Standing at the bottom of his garden, cup of coffee in hand, Gopinath Garirao, 63, peered into the dawn sky and marvelled as the Indian rocket streaked into orbit, fuelled by the hopes of a billion people.
When he was born in 1945 India was still under British colonial rule and more than two years away from the bloody chaos of Partition.
He joined the Indian Railways as an engineer in 1969 – the year that Neil Armstrong walked on the Moon – and worked there until he retired in 2005, on a pension of £100 a month. He has lived through one war with China and three with Pakistan.
There he was, standing outside with his wife, Kalavati Bai, watching the launch of Chandrayaan1 – India’s first unmanned mission to the Moon – from his own back garden.
“I felt very proud to be an Indian,” he told The Times from his home in Sullurpet, six miles from the Satish Dhawan Space Centre in the southeastern state of Andhra Pradesh.
Yesterday’s launch is especially resonant for Mr Garirao’s generation, who are old enough to have lived through Partition and then witnessed India’s recent reemergence as a world power.
It is not just a landmark for the Indian Space Research Organisation (ISRO), which has launched dozens of satellites since its founding in 1969 but has never before sent an object beyond the Earth’s orbit.
If successful it will catapult India into the world’s most elite club, ranking it alongside the United States, Russia, Japan and China as the only countries capable of independently reaching the Moon.
It will also mark the beginning of what some experts describe as a 21st century Asian version of the space race between the United States and the Soviet Union. India is now jostling with China and Japan – Asia’s two dominant powers – to send a man to the Moon by 2025. Even South Korea has its own ambitious space programme.
“In the 20th century the race to the Moon was fought between the erstwhile Cold War adversaries,” said Pallava Bagla, the author of Destination Moon, a history of ISRO.
“In the 21st century those gladiators have been left behind and the Asian nations, on the upsurge, have decided to take their place,” he said. “Chandrayaan is a scientific mission, but it also has implications for global geopolitics. It’s like a coming-out party for India.”
The setting for the historic moment was the Satish Dhawan Space Centre, built in 1971 on Sriharikota island, about 60 miles north of Madras, and now surrounded by a bird sanctuary.

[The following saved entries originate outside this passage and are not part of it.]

//! Error adapter for converting StrataError to miette diagnostics.
//!
//! This module provides the bridge between the library's standard error types
//! and miette's rich diagnostic formatting used in the CLI. Every variant gets
//! a stable `strata::*` code; a few get a help line pointing at the fix.

use std::fmt;

use miette::{Diagnostic as MietteDiagnostic, LabeledSpan};

use strata::{StrataError, analysis::AnalysisError, store::StoreError};

/// Adapter for [`StrataError`].
///
/// None of the variants carry source locations, so the diagnostic has a code,
/// an optional help line and no labels.
pub struct ErrorAdapter<'a>(pub &'a StrataError);

impl fmt::Debug for ErrorAdapter<'_> {
    fn fmt(&self, f: &mut fmt::Formatter<'_>) -> fmt::Result {
        fmt::Debug::fmt(&self.0, f)
    }
}

impl fmt::Display for ErrorAdapter<'_> {
    fn fmt(&self, f: &mut fmt::Formatter<'_>) -> fmt::Result {
        fmt::Display::fmt(&self.0, f)
    }
}

impl std::error::Error for ErrorAdapter<'_> {
    fn source(&self) -> Option<&(dyn std::error::Error + 'static)> {
        self.0.source()
    }
}

impl MietteDiagnostic for ErrorAdapter<'_> {
    fn code<'a>(&'a self) -> Option<Box<dyn fmt::Display + 'a>> {
        let code = match &self.0 {
            StrataError::Io(_) => "strata::io",
            StrataError::Json(_) => "strata::json",
            StrataError::Config(_) => "strata::config",
            StrataError::Store(_) => "strata::store",
            StrataError::Analysis(_) => "strata::analysis",
            StrataError::Export(_) => "strata::export",
            StrataError::UnknownTemplate(_) => "strata::template",
        };
        Some(Box::new(code))
    }

    fn help<'a>(&'a self) -> Option<Box<dyn fmt::Display + 'a>> {
        let help: String = match &self.0 {
            StrataError::Analysis(AnalysisError::MissingApiKey(var)) => {
                format!("export {var}=<your API key> and run the command again")
            }
            StrataError::Analysis(AnalysisError::Exhausted { attempts, .. }) => {
                format!("the model failed {attempts} times; try again later")
            }
            StrataError::Store(StoreError::InvalidId(_)) => {
                "ids may only contain letters, digits, `-` and `_`".to_string()
            }
            StrataError::UnknownTemplate(_) => {
                "run `strata template list` to see the available templates".to_string()
            }
            _ => return None,
        };
        Some(Box::new(help))
    }

    fn source_code(&self) -> Option<&dyn miette::SourceCode> {
        None
    }

    fn labels(&self) -> Option<Box<dyn Iterator<Item = LabeledSpan> + '_>> {
        None
    }
}
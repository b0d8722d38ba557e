//! PNG rasterisation of rendered SVG documents.

use std::path::Path;

use log::{debug, info};
use resvg::{
    tiny_skia::{Pixmap, Transform},
    usvg,
};

use super::ExportError;

/// Rasterises an SVG document at `scale` times its natural size.
///
/// System fonts are loaded, plus any fonts in a local `fonts/` directory.
///
/// # Errors
///
/// Returns [`ExportError::InvalidScale`] for a non-positive or non-finite
/// scale, and the matching variant when parsing, allocation or encoding
/// fails.
pub fn svg_to_png(svg: &str, scale: f32) -> Result<Vec<u8>, ExportError> {
    if !scale.is_finite() || scale <= 0.0 {
        return Err(ExportError::InvalidScale(scale));
    }

    let mut options = usvg::Options::default();
    {
        let fontdb = options.fontdb_mut();
        fontdb.load_system_fonts();

        let local_fonts = Path::new("fonts");
        if local_fonts.is_dir() {
            fontdb.load_fonts_dir(local_fonts);
        }

        configure_font_fallbacks(fontdb);
    }

    let tree = usvg::Tree::from_str(svg, &options)
        .map_err(|err| ExportError::SvgParse(err.to_string()))?;

    let width = (tree.size().width() * scale).ceil() as u32;
    let height = (tree.size().height() * scale).ceil() as u32;
    debug!(width, height, scale; "Rasterising SVG");

    let mut pixmap = Pixmap::new(width, height).ok_or(ExportError::Pixmap { width, height })?;
    resvg::render(&tree, Transform::from_scale(scale, scale), &mut pixmap.as_mut());

    let png = pixmap
        .encode_png()
        .map_err(|err| ExportError::PngEncode(err.to_string()))?;
    info!(bytes = png.len(); "PNG encoded");
    Ok(png)
}

/// Points the generic font families at installed faces so text renders even
/// when the requested family is missing.
fn configure_font_fallbacks(fontdb: &mut usvg::fontdb::Database) {
    let mut sans_family: Option<String> = None;
    let mut mono_family: Option<String> = None;
    let mut first_family: Option<String> = None;

    for face in fontdb.faces() {
        for (family, _) in &face.families {
            if first_family.is_none() {
                first_family = Some(family.clone());
            }

            let lower = family.to_ascii_lowercase();
            if sans_family.is_none() && lower.contains("sans") && !lower.contains("mono") {
                sans_family = Some(family.clone());
            }
            if mono_family.is_none() && lower.contains("mono") {
                mono_family = Some(family.clone());
            }
        }
    }

    if let Some(family) = sans_family.as_deref().or(first_family.as_deref()) {
        fontdb.set_sans_serif_family(family);
    }
    if let Some(family) = mono_family
        .as_deref()
        .or(sans_family.as_deref())
        .or(first_family.as_deref())
    {
        fontdb.set_monospace_family(family);
    }
}
//! The structured analysis result and its plain-text rendering.

use std::fmt;

use chrono::{DateTime, Local};
use serde::{Deserialize, Serialize};

const DISCLAIMER: &str = "Disclaimer: This report is generated by AI for informational purposes only and does not constitute professional tax or legal advice.";

/// Structured tax analysis of one diagram.
#[derive(Debug, Clone, Default, PartialEq, Serialize, Deserialize)]
#[serde(rename_all = "camelCase")]
pub struct AnalysisReport {
    #[serde(default)]
    pub investor_considerations: Vec<String>,
    #[serde(default)]
    pub structure_considerations: Vec<String>,
    #[serde(default)]
    pub downstream_implications: Vec<String>,
    #[serde(default)]
    pub step_plan: Vec<PlanStep>,
    #[serde(default)]
    pub refinements: Vec<String>,
}

/// One step of the implementation plan.
#[derive(Debug, Clone, PartialEq, Serialize, Deserialize)]
#[serde(rename_all = "camelCase")]
pub struct PlanStep {
    pub step: f64,
    pub action: String,
    pub tax_impact: String,
}

/// Renders the downloadable plain-text report.
///
/// The layout is a fixed header, four numbered sections and the disclaimer
/// footer. Downstream implications are part of the structured result but not
/// of the text report.
///
/// # Examples
///
/// ```
/// # use strata::analysis::{AnalysisReport, render_report};
/// let text = render_report(&AnalysisReport::default(), "HK Holding", chrono::Local::now());
/// assert!(text.starts_with("TAX STRUCTURE ANALYSIS REPORT"));
/// assert!(text.contains("Structure: HK Holding"));
/// ```
pub fn render_report(report: &AnalysisReport, structure_name: &str, generated_at: DateTime<Local>) -> String {
    let mut text = String::new();
    write_report(&mut text, report, structure_name, generated_at)
        .expect("Writing to String buffer is infallible");
    text.trim().to_string()
}

fn write_report(
    out: &mut impl fmt::Write,
    report: &AnalysisReport,
    structure_name: &str,
    generated_at: DateTime<Local>,
) -> fmt::Result {
    writeln!(out, "TAX STRUCTURE ANALYSIS REPORT")?;
    writeln!(out, "Generated on: {}", generated_at.format("%Y-%m-%d %H:%M:%S"))?;
    writeln!(out, "Structure: {structure_name}")?;
    writeln!(out)?;

    writeln!(out, "1. INVESTOR CONSIDERATIONS")?;
    writeln!(out, "{}", bullets(&report.investor_considerations))?;
    writeln!(out)?;

    writeln!(out, "2. STRUCTURE RISKS & CONSIDERATIONS")?;
    writeln!(out, "{}", bullets(&report.structure_considerations))?;
    writeln!(out)?;

    let steps = report
        .step_plan
        .iter()
        .map(|step| format!("Step {}: {}\n   Impact: {}", step.step, step.action, step.tax_impact))
        .collect::<Vec<_>>()
        .join("\n\n");
    writeln!(out, "3. STEP-BY-STEP IMPLEMENTATION PLAN")?;
    writeln!(out, "{steps}")?;
    writeln!(out)?;

    writeln!(out, "4. AI REFINEMENTS & SUGGESTIONS")?;
    writeln!(out, "{}", bullets(&report.refinements))?;
    writeln!(out)?;

    writeln!(out, "---")?;
    write!(out, "{DISCLAIMER}")
}

fn bullets(items: &[String]) -> String {
    items
        .iter()
        .map(|item| format!("- {item}"))
        .collect::<Vec<_>>()
        .join("\n")
}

The entrance looks much like that of any other Indian Government compound – a couple of nonchalant policemen, a dirty tea shop, a few stray dogs. Only the two model rockets hint at the futuristic activity within.
At 6.20 am yesterday a 44-metre (145ft) polar satellite launch vehicle blasted off from a launch pad deep within the compound and plunged into the thick clouds over the Bay of Bengal. Nestled in its nose sat Chandrayaan, wrapped in gold-coloured foil like a giant Christmas present.
“Lift-off is normal,” said a crackly voice from mission control. Indian scientists monitoring the launch cheered, clapped and hugged each other, as hundreds of millions more Indians watched live television coverage of the event from their homes.
The 1.38 tonne spacecraft separated from the four-stage rocket about 15 minutes later and began circling the Earth in preparation for its journey onwards to the Moon.
Chandrayaan – meaning Moon vehicle in Sanskrit – will take several days to travel 240,000 miles across space before reaching its final position 60 miles above the Moon.
First it will fire a smaller spacecraft down to the Moon’s surface, carrying an Indian tricolour flag, in an experiment designed to pave the way for further lunar landings.
The mothership will then orbit the Moon for two years, using high-resolution remote sensing to compile, for the first time, a three-dimensional atlas of its surface and analyse its composition.
“This is a historic moment for India,” said G. Madhavan Nair, ISRO’s chairman, shortly after the launch. “What we have started is a remarkable journey . . . to unravel the mysteries of the Moon.”
On board will be 11 instruments: five from ISRO and six from foreign agencies, including Nasa and the European Space Agency. ISRO is footing the £46 million bill for the mission, and will have access to all data from the experiments in an unprecedented example of international cooperation in space.
The results could reveal whether the Moon contains enough water and helium3 (a potential energy source rare on Earth) to sustain human life.
“Man has to go to the Moon,” said Dr T.K. Alex, the head of ISRO’s Satellite Centre, which is overseeing the project. “If something happens to Earth, a natural or man-made disaster, we may also need a colony on Mars.”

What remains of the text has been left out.